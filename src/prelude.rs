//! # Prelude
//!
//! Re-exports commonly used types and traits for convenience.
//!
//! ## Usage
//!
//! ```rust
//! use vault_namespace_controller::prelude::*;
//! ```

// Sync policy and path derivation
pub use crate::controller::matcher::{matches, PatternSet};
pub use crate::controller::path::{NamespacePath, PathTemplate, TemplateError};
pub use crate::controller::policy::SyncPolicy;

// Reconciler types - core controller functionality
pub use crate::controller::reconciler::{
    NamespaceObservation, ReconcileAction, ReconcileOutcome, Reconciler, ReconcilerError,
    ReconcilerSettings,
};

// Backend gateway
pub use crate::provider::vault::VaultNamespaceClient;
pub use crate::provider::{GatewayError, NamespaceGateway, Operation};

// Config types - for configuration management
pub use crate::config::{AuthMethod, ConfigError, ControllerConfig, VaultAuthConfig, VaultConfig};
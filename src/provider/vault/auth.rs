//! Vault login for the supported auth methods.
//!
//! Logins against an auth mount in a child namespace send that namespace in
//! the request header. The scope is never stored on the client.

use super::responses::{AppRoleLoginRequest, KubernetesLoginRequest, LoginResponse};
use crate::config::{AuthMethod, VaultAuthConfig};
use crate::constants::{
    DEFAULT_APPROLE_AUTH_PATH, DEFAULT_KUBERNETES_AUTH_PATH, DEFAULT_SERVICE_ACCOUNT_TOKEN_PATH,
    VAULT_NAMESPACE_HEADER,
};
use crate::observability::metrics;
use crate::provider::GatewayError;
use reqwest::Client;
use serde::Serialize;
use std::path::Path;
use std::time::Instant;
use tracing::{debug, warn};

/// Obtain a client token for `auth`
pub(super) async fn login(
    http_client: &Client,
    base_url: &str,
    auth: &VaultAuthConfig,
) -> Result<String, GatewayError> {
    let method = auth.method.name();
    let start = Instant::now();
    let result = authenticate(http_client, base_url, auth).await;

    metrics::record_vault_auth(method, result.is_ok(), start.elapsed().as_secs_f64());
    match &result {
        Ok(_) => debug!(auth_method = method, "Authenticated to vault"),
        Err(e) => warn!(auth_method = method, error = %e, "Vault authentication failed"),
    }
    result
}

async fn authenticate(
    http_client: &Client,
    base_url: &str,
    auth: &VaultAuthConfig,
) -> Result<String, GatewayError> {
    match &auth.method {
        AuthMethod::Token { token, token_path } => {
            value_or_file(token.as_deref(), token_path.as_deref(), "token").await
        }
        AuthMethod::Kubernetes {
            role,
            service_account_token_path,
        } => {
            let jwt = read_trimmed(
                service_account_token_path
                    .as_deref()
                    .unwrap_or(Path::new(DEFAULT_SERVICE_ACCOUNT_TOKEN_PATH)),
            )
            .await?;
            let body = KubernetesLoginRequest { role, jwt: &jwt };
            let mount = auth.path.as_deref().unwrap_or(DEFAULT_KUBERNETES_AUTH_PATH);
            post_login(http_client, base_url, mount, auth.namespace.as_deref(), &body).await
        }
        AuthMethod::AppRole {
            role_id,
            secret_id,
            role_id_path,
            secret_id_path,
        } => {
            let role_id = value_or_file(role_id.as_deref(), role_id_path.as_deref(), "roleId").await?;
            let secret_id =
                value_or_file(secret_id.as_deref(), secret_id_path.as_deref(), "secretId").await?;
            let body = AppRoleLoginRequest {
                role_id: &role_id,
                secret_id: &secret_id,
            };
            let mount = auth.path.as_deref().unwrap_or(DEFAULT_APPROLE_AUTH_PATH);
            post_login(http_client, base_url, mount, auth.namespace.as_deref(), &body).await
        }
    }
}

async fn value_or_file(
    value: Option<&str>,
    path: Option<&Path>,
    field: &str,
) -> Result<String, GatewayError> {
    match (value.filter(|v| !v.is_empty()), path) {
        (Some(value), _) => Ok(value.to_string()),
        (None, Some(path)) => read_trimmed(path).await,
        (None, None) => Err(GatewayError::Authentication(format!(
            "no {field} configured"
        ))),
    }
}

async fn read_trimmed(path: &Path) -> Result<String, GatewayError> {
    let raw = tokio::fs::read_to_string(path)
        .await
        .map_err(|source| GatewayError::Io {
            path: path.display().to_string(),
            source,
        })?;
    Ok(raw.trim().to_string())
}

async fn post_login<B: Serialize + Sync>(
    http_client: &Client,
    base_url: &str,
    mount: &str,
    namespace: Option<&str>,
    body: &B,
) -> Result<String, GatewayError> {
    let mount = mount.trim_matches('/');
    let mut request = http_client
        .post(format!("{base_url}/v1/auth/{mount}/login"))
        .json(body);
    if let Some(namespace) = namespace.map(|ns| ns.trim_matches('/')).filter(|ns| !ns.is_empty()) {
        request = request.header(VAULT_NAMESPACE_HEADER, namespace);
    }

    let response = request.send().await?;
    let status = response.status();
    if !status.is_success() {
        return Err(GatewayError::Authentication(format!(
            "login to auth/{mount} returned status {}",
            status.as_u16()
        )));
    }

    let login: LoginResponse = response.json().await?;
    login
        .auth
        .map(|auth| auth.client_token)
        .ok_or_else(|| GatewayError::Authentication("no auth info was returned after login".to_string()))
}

════════════════════

__What you are asked to do__
The data should be written out again in full, exactly as it stands.

__Response to the exercise__
filename src/prelude.rs
//! # Prelude
//!
//! Re-exports commonly used types and traits for convenience.
//!
//! ## Usage
//!
//! ```rust
//! use vault_namespace_controller::prelude::*;
//! ```

// Sync policy and path derivation
pub use crate::controller::matcher::{matches, PatternSet};
pub use crate::controller::path::{NamespacePath, PathTemplate, TemplateError};
pub use crate::controller::policy::SyncPolicy;

// Reconciler types - core controller functionality
pub use crate::controller::reconciler::{
    NamespaceObservation, ReconcileAction, ReconcileOutcome, Reconciler, ReconcilerError,
    ReconcilerSettings,
};

// Backend gateway
pub use crate::provider::vault::VaultNamespaceClient;
pub use crate::provider::{GatewayError, NamespaceGateway, Operation};

// Config types - for configuration management
pub use crate::config::{AuthMethod, ConfigError, ControllerConfig, VaultAuthConfig, VaultConfig};
filename src/provider/vault/auth.rs
//! Vault login for the supported auth methods.
//!
//! Logins against an auth mount in a child namespace send that namespace in
//! the request header. The scope is never stored on the client.

use super::responses::{AppRoleLoginRequest, KubernetesLoginRequest, LoginResponse};
use crate::config::{AuthMethod, VaultAuthConfig};
use crate::constants::{
    DEFAULT_APPROLE_AUTH_PATH, DEFAULT_KUBERNETES_AUTH_PATH, DEFAULT_SERVICE_ACCOUNT_TOKEN_PATH,
    VAULT_NAMESPACE_HEADER,
};
use crate::observability::metrics;
use crate::provider::GatewayError;
use reqwest::Client;
use serde::Serialize;
use std::path::Path;
use std::time::Instant;
use tracing::{debug, warn};

/// Obtain a client token for `auth`
pub(super) async fn login(
    http_client: &Client,
    base_url: &str,
    auth: &VaultAuthConfig,
) -> Result<String, GatewayError> {
    let method = auth.method.name();
    let start = Instant::now();
    let result = authenticate(http_client, base_url, auth).await;

    metrics::record_vault_auth(method, result.is_ok(), start.elapsed().as_secs_f64());
    match &result {
        Ok(_) => debug!(auth_method = method, "Authenticated to vault"),
        Err(e) => warn!(auth_method = method, error = %e, "Vault authentication failed"),
    }
    result
}

async fn authenticate(
    http_client: &Client,
    base_url: &str,
    auth: &VaultAuthConfig,
) -> Result<String, GatewayError> {
    match &auth.method {
        AuthMethod::Token { token, token_path } => {
            value_or_file(token.as_deref(), token_path.as_deref(), "token").await
        }
        AuthMethod::Kubernetes {
            role,
            service_account_token_path,
        } => {
            let jwt = read_trimmed(
                service_account_token_path
                    .as_deref()
                    .unwrap_or(Path::new(DEFAULT_SERVICE_ACCOUNT_TOKEN_PATH)),
            )
            .await?;
            let body = KubernetesLoginRequest { role, jwt: &jwt };
            let mount = auth.path.as_deref().unwrap_or(DEFAULT_KUBERNETES_AUTH_PATH);
            post_login(http_client, base_url, mount, auth.namespace.as_deref(), &body).await
        }
        AuthMethod::AppRole {
            role_id,
            secret_id,
            role_id_path,
            secret_id_path,
        } => {
            let role_id = value_or_file(role_id.as_deref(), role_id_path.as_deref(), "roleId").await?;
            let secret_id =
                value_or_file(secret_id.as_deref(), secret_id_path.as_deref(), "secretId").await?;
            let body = AppRoleLoginRequest {
                role_id: &role_id,
                secret_id: &secret_id,
            };
            let mount = auth.path.as_deref().unwrap_or(DEFAULT_APPROLE_AUTH_PATH);
            post_login(http_client, base_url, mount, auth.namespace.as_deref(), &body).await
        }
    }
}

async fn value_or_file(
    value: Option<&str>,
    path: Option<&Path>,
    field: &str,
) -> Result<String, GatewayError> {
    match (value.filter(|v| !v.is_empty()), path) {
        (Some(value), _) => Ok(value.to_string()),
        (None, Some(path)) => read_trimmed(path).await,
        (None, None) => Err(GatewayError::Authentication(format!(
            "no {field} configured"
        ))),
    }
}

async fn read_trimmed(path: &Path) -> Result<String, GatewayError> {
    let raw = tokio::fs::read_to_string(path)
        .await
        .map_err(|source| GatewayError::Io {
            path: path.display().to_string(),
            source,
        })?;
    Ok(raw.trim().to_string())
}

async fn post_login<B: Serialize + Sync>(
    http_client: &Client,
    base_url: &str,
    mount: &str,
    namespace: Option<&str>,
    body: &B,
) -> Result<String, GatewayError> {
    let mount = mount.trim_matches('/');
    let mut request = http_client
        .post(format!("{base_url}/v1/auth/{mount}/login"))
        .json(body);
    if let Some(namespace) = namespace.map(|ns| ns.trim_matches('/')).filter(|ns| !ns.is_empty()) {
        request = request.header(VAULT_NAMESPACE_HEADER, namespace);
    }

    let response = request.send().await?;
    let status = response.status();
    if !status.is_success() {
        return Err(GatewayError::Authentication(format!(
            "login to auth/{mount} returned status {}",
            status.as_u16()
        )));
    }

    let login: LoginResponse = response.json().await?;
    login
        .auth
        .map(|auth| auth.client_token)
        .ok_or_else(|| GatewayError::Authentication("no auth info was returned after login".to_string()))
}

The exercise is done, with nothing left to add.